Mike Ayala: I love the approach that you took there though, because in this day and age, I was just having this conversation with somebody on the back end. Some people’s business models completely rely on people signing up, giving someone their credit card and realizing that they’re never going to cancel that. And that was the exact opposite of what you just said. And so I really appreciate and love that you’re so results-focused. The 15% is just not acceptable to you. That’s pretty amazing. And I think there’s a powerful lesson in that.

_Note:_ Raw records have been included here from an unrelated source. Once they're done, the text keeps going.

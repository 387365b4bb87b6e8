//! Gradient theme catalog — named seed pairs and their derived palettes.
//!
//! Each theme is a two-stop gradient; the stops double as the seed colors
//! for palette generation. Palettes are derived once, on first access, and
//! the whole table is immutable from then on.

use std::sync::LazyLock;

use shade_color::generate_colors;

/// A named gradient theme with its derived syntax palette.
#[derive(Debug, Clone)]
pub struct ThemeDefinition {
    /// Stable identifier used by settings and the CLI (e.g., "sunset").
    pub id: &'static str,
    /// Human-readable name for pickers.
    pub label: &'static str,
    /// The gradient stops, start to end — also the palette seeds.
    pub seeds: [&'static str; 2],
    /// The 15-entry HSL palette derived from the seeds. Index is semantic:
    /// consumers assign roles positionally (see [`crate::editor`]).
    pub palette: Vec<String>,
}

/// A padding choice for the snippet frame.
#[derive(Debug, Clone, Copy, PartialEq, Eq)]
pub struct ChoiceDefinition {
    pub id: &'static str,
    pub label: &'static str,
    /// Frame padding in pixels.
    pub padding_px: u8,
}

const THEME_SEEDS: [(&str, &str, [&str; 2]); 20] = [
    ("sky", "Sky Color", ["#38bdf8", "#3b82f6"]),
    ("sunset", "Sunset", ["#fb923c", "#ec4899"]),
    ("forest", "Forest", ["#22c55e", "#2dd4bf"]),
    ("lavender", "Lavender", ["#a78bfa", "#8b5cf6"]),
    ("ocean", "Ocean", ["#3b82f6", "#14b8a6"]),
    ("peach", "Peach", ["#f9a8d4", "#fdba74"]),
    ("midnight", "Midnight", ["#374151", "#111827"]),
    ("flamingo", "Flamingo", ["#fb7185", "#ec4899"]),
    ("mint", "Mint", ["#5eead4", "#4ade80"]),
    ("citrus", "Citrus", ["#facc15", "#f97316"]),
    ("aqua", "Aqua", ["#22d3ee", "#60a5fa"]),
    ("berry", "Berry", ["#9333ea", "#db2777"]),
    ("sand", "Sand", ["#fde68a", "#fbbf24"]),
    ("grape", "Grape", ["#8b5cf6", "#6366f1"]),
    ("tropical", "Tropical", ["#a3e635", "#fde047"]),
    ("blush", "Blush", ["#f9a8d4", "#fb7185"]),
    ("sunrise", "Sunrise", ["#f87171", "#fb923c"]),
    ("cool", "Cool", ["#93c5fd", "#67e8f9"]),
    ("rosewood", "Rosewood", ["#f43f5e", "#ef4444"]),
    ("charcoal", "Charcoal", ["#4b5563", "#1f2937"]),
];

static THEMES: LazyLock<Vec<ThemeDefinition>> = LazyLock::new(|| {
    THEME_SEEDS
        .iter()
        .map(|(id, label, seeds)| ThemeDefinition {
            id,
            label,
            seeds: *seeds,
            palette: generate_colors(seeds),
        })
        .collect()
});

/// All supported themes, in catalog order.
#[must_use]
pub fn themes() -> &'static [ThemeDefinition] {
    &THEMES
}

/// Look up a theme by id. Returns `None` if the id is not recognized.
#[must_use]
pub fn theme(id: &str) -> Option<&'static ThemeDefinition> {
    THEMES.iter().find(|t| t.id == id)
}

/// The supported frame padding choices.
pub const PADDING_CHOICES: [ChoiceDefinition; 4] = [
    ChoiceDefinition { id: "small", label: "16", padding_px: 16 },
    ChoiceDefinition { id: "medium", label: "20", padding_px: 20 },
    ChoiceDefinition { id: "large", label: "24", padding_px: 24 },
    ChoiceDefinition { id: "extra-large", label: "28", padding_px: 28 },
];

/// Look up a padding choice by id.
#[must_use]
pub fn padding_choice(id: &str) -> Option<&'static ChoiceDefinition> {
    PADDING_CHOICES.iter().find(|c| c.id == id)
}

// ---------------------------------------------------------------------------
// Tests
// ---------------------------------------------------------------------------
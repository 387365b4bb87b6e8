//! Editor styling — maps a theme's palette to concrete style rules.
//!
//! The palette's order is its meaning: entry 0 drives the editor chrome
//! (caret, selection, gutter), entries 1..15 color the syntax token roles.
//! Alpha variants of entry 0 come from `hsl_to_hsla`, so the selection and
//! gutter read as translucent washes of the caret color.

use shade_color::hsl_to_hsla;

use crate::themes::ThemeDefinition;

/// Used when a palette is too short or an entry fails alpha conversion.
/// A generated palette never triggers it; hand-built ones might.
const FALLBACK_COLOR: &str = "hsl(0, 0%, 100%)";

/// Styling for one syntax token role.
#[derive(Debug, Clone, PartialEq, Eq)]
pub struct StyleRule {
    /// `None` means the role only changes the font style, not the color.
    pub color: Option<String>,
    pub italic: bool,
    pub bold: bool,
}

impl StyleRule {
    fn color(color: &str) -> Self {
        Self { color: Some(color.to_string()), italic: false, bold: false }
    }

    fn color_italic(color: &str) -> Self {
        Self { color: Some(color.to_string()), italic: true, bold: false }
    }

    fn color_bold(color: &str) -> Self {
        Self { color: Some(color.to_string()), italic: false, bold: true }
    }
}

/// The complete set of editor styling rules for one theme.
///
/// Chrome fields are plain color strings; token fields carry font flags
/// too. Everything is derived positionally from the 15-entry palette.
#[derive(Debug, Clone, PartialEq, Eq)]
pub struct EditorStyles {
    // ── Chrome ────────────────────────────────────────────────
    pub caret: String,
    pub selection: String,
    pub selection_match: String,
    pub gutter_foreground: String,

    // ── Font-only roles ───────────────────────────────────────
    pub emphasis: StyleRule,
    pub strong: StyleRule,

    // ── Token roles ───────────────────────────────────────────
    pub links: StyleRule,
    pub comments: StyleRule,
    pub brackets: StyleRule,
    pub variables: StyleRule,
    pub property_names: StyleRule,
    pub variable_definitions: StyleRule,
    pub property_definitions: StyleRule,
    pub keywords: StyleRule,
    pub type_names: StyleRule,
    pub operators: StyleRule,
    pub literals: StyleRule,
    pub class_names: StyleRule,
    pub regexps: StyleRule,
    pub tag_names: StyleRule,
    pub attribute_values: StyleRule,
    pub attribute_names: StyleRule,
    pub headings: StyleRule,
    pub quotes: StyleRule,
}

impl EditorStyles {
    /// Build the styling rules for a catalog theme.
    #[must_use]
    pub fn for_theme(theme: &ThemeDefinition) -> Self {
        Self::from_palette(&theme.palette)
    }

    /// Build styling rules from a 15-entry palette.
    ///
    /// Short palettes degrade to the fallback color per missing entry
    /// rather than failing — same policy as the rest of the pipeline.
    #[must_use]
    pub fn from_palette(palette: &[String]) -> Self {
        let role = |index: usize| -> &str {
            palette.get(index).map_or(FALLBACK_COLOR, String::as_str)
        };
        let alpha_role = |index: usize, alpha: f64| -> String {
            let color = role(index);
            hsl_to_hsla(color, alpha).unwrap_or_else(|_| color.to_string())
        };

        Self {
            caret: role(0).to_string(),
            selection: alpha_role(0, 0.1),
            selection_match: alpha_role(0, 0.2),
            gutter_foreground: alpha_role(0, 0.4),

            emphasis: StyleRule { color: None, italic: true, bold: false },
            strong: StyleRule { color: None, italic: false, bold: true },

            links: StyleRule::color(role(1)),
            comments: StyleRule { color: Some(alpha_role(0, 0.4)), italic: true, bold: false },
            brackets: StyleRule::color(role(0)),
            variables: StyleRule::color_italic(role(5)),
            property_names: StyleRule::color_italic(role(5)),
            variable_definitions: StyleRule::color(role(10)),
            property_definitions: StyleRule::color(role(8)),
            keywords: StyleRule::color(role(1)),
            type_names: StyleRule::color(role(13)),
            operators: StyleRule::color(role(6)),
            literals: StyleRule::color(role(2)),
            class_names: StyleRule::color(role(8)),
            regexps: StyleRule::color(role(12)),
            tag_names: StyleRule::color(role(11)),
            attribute_values: StyleRule::color(role(2)),
            attribute_names: StyleRule::color(role(6)),
            headings: StyleRule::color_bold(role(1)),
            quotes: StyleRule::color(role(6)),
        }
    }
}

// ---------------------------------------------------------------------------
// Tests
// ---------------------------------------------------------------------------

Jill Coleman: Yeah. I mean, it’s one of those things where like, it doesn’t feel good, you know, I was just like, okay. Cause I had to say it to myself and I could’ve easily been like, well, they should just finish the course. Like all the materials here, they just don’t want it enough. Like I could have said that, but instead I was like, okay, it’s my problem. This is my course. There are things I can put in place to get the adherence to be higher, you know and that’s my issue. And so retiring that program at the time, I want to say it felt like a risk because it was not really like it to be in my integrity, I couldn’t keep like launching that program. And I still had people ask me about it, but it’s just, the iteration it was at the very end is not the same as what I’m offering now. So yeah. I mean, it’s tough, but if you and you know, this, you have to have integrity in this business. I think that’s one of the things, if you don’t have that, if you don’t have like honesty you know, integrity, cause there’s no checks and balances, right. Someone can put on their Instagram profile that there they are a multiple seven-figure business owner. And you’re like, there’s no way to check that. So you have to have be, you know, you have to be a person of your word and 10 years in I’m like I have to, that’s the only thing I can’t sleep at night if I’m not.

Mike Ayala: I don’t need all the details, but what was, what’d you find in that, like, what’d you have to adjust? Was it just something about the delivery? Like what was wrong with it?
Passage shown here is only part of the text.